*The input*:
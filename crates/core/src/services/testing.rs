//! In-memory fakes shared by the service tests.

use std::collections::{HashMap, HashSet};
use std::sync::Mutex;
use std::sync::atomic::{AtomicU64, AtomicUsize, Ordering};
use std::time::Duration;

use async_trait::async_trait;
use serde_json::json;

use crate::error::{CacheError, CacheResult, ChainError, ChainResult, DecodeError, DecodeResult};
use crate::models::{Asset, BlockHash, CacheEntry, ChainEvent, TransactionKind};
use crate::ports::{
    CacheStore, CallSummary, ChainGateway, Clock, PalletRule, RawEvent, RawExtrinsic, RuleRegistry,
};

// =============================================================================
// Rules
// =============================================================================

/// `payments.pay(dest, value)` transfer rule.
pub(crate) struct PayRule;

impl PalletRule for PayRule {
    fn pallet_name(&self) -> &'static str {
        "payments"
    }

    fn summarize(
        &self,
        ext: &RawExtrinsic,
        _events: &[ChainEvent],
    ) -> DecodeResult<Option<CallSummary>> {
        if ext.method != "pay" {
            return Ok(None);
        }
        let invalid = |index| DecodeError::InvalidArgument {
            pallet: ext.pallet.clone(),
            method: ext.method.clone(),
            index,
            expected: "pay argument",
        };
        let to = ext.args.first().and_then(|v| v.as_str()).ok_or_else(|| invalid(0))?;
        let amount = ext.args.get(1).and_then(|v| v.as_u64()).ok_or_else(|| invalid(1))?;
        Ok(Some(CallSummary {
            kind: TransactionKind::Transfer,
            from: ext.signer.clone().unwrap_or_default(),
            to: to.to_string(),
            amount: amount as u128,
            asset: Asset::Dalla,
            description: format!("Payment to {}", to),
        }))
    }
}

pub(crate) fn pay_registry() -> RuleRegistry {
    let mut rules = RuleRegistry::new();
    rules.register(std::sync::Arc::new(PayRule));
    rules
}

// =============================================================================
// Chain
// =============================================================================

#[derive(Default, Clone)]
struct FakeBlock {
    extrinsics: Vec<RawExtrinsic>,
    events: Vec<RawEvent>,
}

/// Block-to-hash mapping: the height lives in the first 8 bytes.
pub(crate) fn hash_of(height: u64) -> BlockHash {
    let mut bytes = [0u8; 32];
    bytes[..8].copy_from_slice(&height.to_be_bytes());
    BlockHash(bytes)
}

fn height_of(hash: &BlockHash) -> u64 {
    let mut bytes = [0u8; 8];
    bytes.copy_from_slice(&hash.0[..8]);
    u64::from_be_bytes(bytes)
}

/// Scripted chain. Block `n` has timestamp `n * 6000` unless overridden.
#[derive(Default)]
pub(crate) struct FakeChain {
    tip: u64,
    blocks: HashMap<u64, FakeBlock>,
    timestamps: HashMap<u64, u64>,
    undecodable: HashSet<u64>,
    unreachable_blocks: HashSet<u64>,
    unreachable: bool,
    delay: Option<Duration>,
    height_calls: AtomicUsize,
    extrinsic_calls: AtomicUsize,
}

impl FakeChain {
    pub(crate) fn new(tip: u64) -> Self {
        Self {
            tip,
            ..Default::default()
        }
    }

    /// Add a successful `payments.pay` extrinsic to a block.
    pub(crate) fn with_payment(mut self, height: u64, from: &str, to: &str, amount: u64) -> Self {
        let block = self.blocks.entry(height).or_default();
        let index = block.extrinsics.len() as u32;
        block.extrinsics.push(RawExtrinsic {
            index,
            hash: format!("0x{:06x}{:02x}", height, index),
            pallet: "Payments".into(),
            method: "pay".into(),
            signer: Some(from.into()),
            args: vec![json!(to), json!(amount)],
        });
        block.events.push(RawEvent {
            index: block.events.len() as u32,
            phase: Some(index),
            pallet: "System".into(),
            method: "ExtrinsicSuccess".into(),
            data: vec![],
        });
        self
    }

    /// Attach an event to a block, to an extrinsic when `phase` is set.
    pub(crate) fn with_event(
        mut self,
        height: u64,
        phase: Option<u32>,
        pallet: &str,
        method: &str,
        data: Vec<serde_json::Value>,
    ) -> Self {
        let block = self.blocks.entry(height).or_default();
        block.events.push(RawEvent {
            index: block.events.len() as u32,
            phase,
            pallet: pallet.into(),
            method: method.into(),
            data,
        });
        self
    }

    pub(crate) fn with_timestamp(mut self, height: u64, timestamp: u64) -> Self {
        self.timestamps.insert(height, timestamp);
        self
    }

    /// Make a block's body fail to decode.
    pub(crate) fn undecodable(mut self, height: u64) -> Self {
        self.undecodable.insert(height);
        self
    }

    /// Make every call for a block fail as if the node went away.
    pub(crate) fn unreachable_at(mut self, height: u64) -> Self {
        self.unreachable_blocks.insert(height);
        self
    }

    pub(crate) fn unreachable(mut self) -> Self {
        self.unreachable = true;
        self
    }

    pub(crate) fn with_delay(mut self, delay: Duration) -> Self {
        self.delay = Some(delay);
        self
    }

    pub(crate) fn height_calls(&self) -> usize {
        self.height_calls.load(Ordering::SeqCst)
    }

    pub(crate) fn extrinsic_calls(&self) -> usize {
        self.extrinsic_calls.load(Ordering::SeqCst)
    }

    async fn pause(&self) {
        if let Some(delay) = self.delay {
            tokio::time::sleep(delay).await;
        }
    }

    fn check_reachable(&self, height: u64) -> ChainResult<()> {
        if self.unreachable || self.unreachable_blocks.contains(&height) {
            return Err(ChainError::ConnectionFailed("node unreachable".into()));
        }
        Ok(())
    }
}

#[async_trait]
impl ChainGateway for FakeChain {
    async fn current_height(&self) -> ChainResult<u64> {
        self.height_calls.fetch_add(1, Ordering::SeqCst);
        if self.unreachable {
            return Err(ChainError::ConnectionFailed("node unreachable".into()));
        }
        Ok(self.tip)
    }

    async fn block_hash(&self, height: u64) -> ChainResult<BlockHash> {
        self.pause().await;
        self.check_reachable(height)?;
        if height > self.tip {
            return Err(ChainError::BlockNotFound(height));
        }
        Ok(hash_of(height))
    }

    async fn extrinsics_of(&self, block: &BlockHash) -> ChainResult<Vec<RawExtrinsic>> {
        self.extrinsic_calls.fetch_add(1, Ordering::SeqCst);
        let height = height_of(block);
        self.check_reachable(height)?;
        if self.undecodable.contains(&height) {
            return Err(ChainError::Decode {
                block: block.to_hex(),
                message: "unexpected extrinsic encoding".into(),
            });
        }
        Ok(self
            .blocks
            .get(&height)
            .map(|b| b.extrinsics.clone())
            .unwrap_or_default())
    }

    async fn events_of(&self, block: &BlockHash) -> ChainResult<Vec<RawEvent>> {
        let height = height_of(block);
        self.check_reachable(height)?;
        Ok(self
            .blocks
            .get(&height)
            .map(|b| b.events.clone())
            .unwrap_or_default())
    }

    async fn timestamp_of(&self, block: &BlockHash) -> ChainResult<u64> {
        let height = height_of(block);
        self.check_reachable(height)?;
        Ok(self
            .timestamps
            .get(&height)
            .copied()
            .unwrap_or(height * 6_000))
    }
}

// =============================================================================
// Clock
// =============================================================================

/// Clock that only moves when told to.
#[derive(Default)]
pub(crate) struct ManualClock(AtomicU64);

impl ManualClock {
    pub(crate) fn at(ms: u64) -> Self {
        Self(AtomicU64::new(ms))
    }

    pub(crate) fn advance(&self, by: Duration) {
        self.0.fetch_add(by.as_millis() as u64, Ordering::SeqCst);
    }
}

impl Clock for ManualClock {
    fn now_ms(&self) -> u64 {
        self.0.load(Ordering::SeqCst)
    }
}

// =============================================================================
// Cache store
// =============================================================================

/// Store that fails every operation.
pub(crate) struct BrokenStore;

#[async_trait]
impl CacheStore for BrokenStore {
    async fn read(
        &self,
        _account_address: &str,
    ) -> CacheResult<Option<CacheEntry>> {
        Err(CacheError::Unavailable("quota exceeded".into()))
    }

    async fn write(
        &self,
        _account_address: &str,
        _entry: &CacheEntry,
    ) -> CacheResult<()> {
        Err(CacheError::Io("quota exceeded".into()))
    }

    async fn clear(&self, _account_address: Option<&str>) -> CacheResult<()> {
        Err(CacheError::Io("quota exceeded".into()))
    }
}

/// Plain map store, so core tests do not depend on an adapter crate.
#[derive(Default)]
pub(crate) struct MapStore {
    entries: Mutex<HashMap<String, CacheEntry>>,
    writes: AtomicUsize,
}

impl MapStore {
    pub(crate) fn writes(&self) -> usize {
        self.writes.load(Ordering::SeqCst)
    }

    pub(crate) fn get(&self, account: &str) -> Option<CacheEntry> {
        self.entries.lock().unwrap().get(account).cloned()
    }
}

#[async_trait]
impl CacheStore for MapStore {
    async fn read(
        &self,
        account_address: &str,
    ) -> CacheResult<Option<CacheEntry>> {
        Ok(self.get(account_address))
    }

    async fn write(
        &self,
        account_address: &str,
        entry: &CacheEntry,
    ) -> CacheResult<()> {
        self.writes.fetch_add(1, Ordering::SeqCst);
        self.entries
            .lock()
            .unwrap()
            .insert(account_address.to_string(), entry.clone());
        Ok(())
    }

    async fn clear(&self, account_address: Option<&str>) -> CacheResult<()> {
        let mut entries = self.entries.lock().unwrap();
        match account_address {
            Some(account) => {
                entries.remove(account);
            }
            None => entries.clear(),
        }
        Ok(())
    }
}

*About this task*: Print the material above verbatim, first line through the line containing "impl PalletRule for", both included.

*Task result*:
filename crates/core/src/services/testing.rs
//! In-memory fakes shared by the service tests.

use std::collections::{HashMap, HashSet};
use std::sync::Mutex;
use std::sync::atomic::{AtomicU64, AtomicUsize, Ordering};
use std::time::Duration;

use async_trait::async_trait;
use serde_json::json;

use crate::error::{CacheError, CacheResult, ChainError, ChainResult, DecodeError, DecodeResult};
use crate::models::{Asset, BlockHash, CacheEntry, ChainEvent, TransactionKind};
use crate::ports::{
    CacheStore, CallSummary, ChainGateway, Clock, PalletRule, RawEvent, RawExtrinsic, RuleRegistry,
};

// =============================================================================
// Rules
// =============================================================================

/// `payments.pay(dest, value)` transfer rule.
pub(crate) struct PayRule;

impl PalletRule for PayRule {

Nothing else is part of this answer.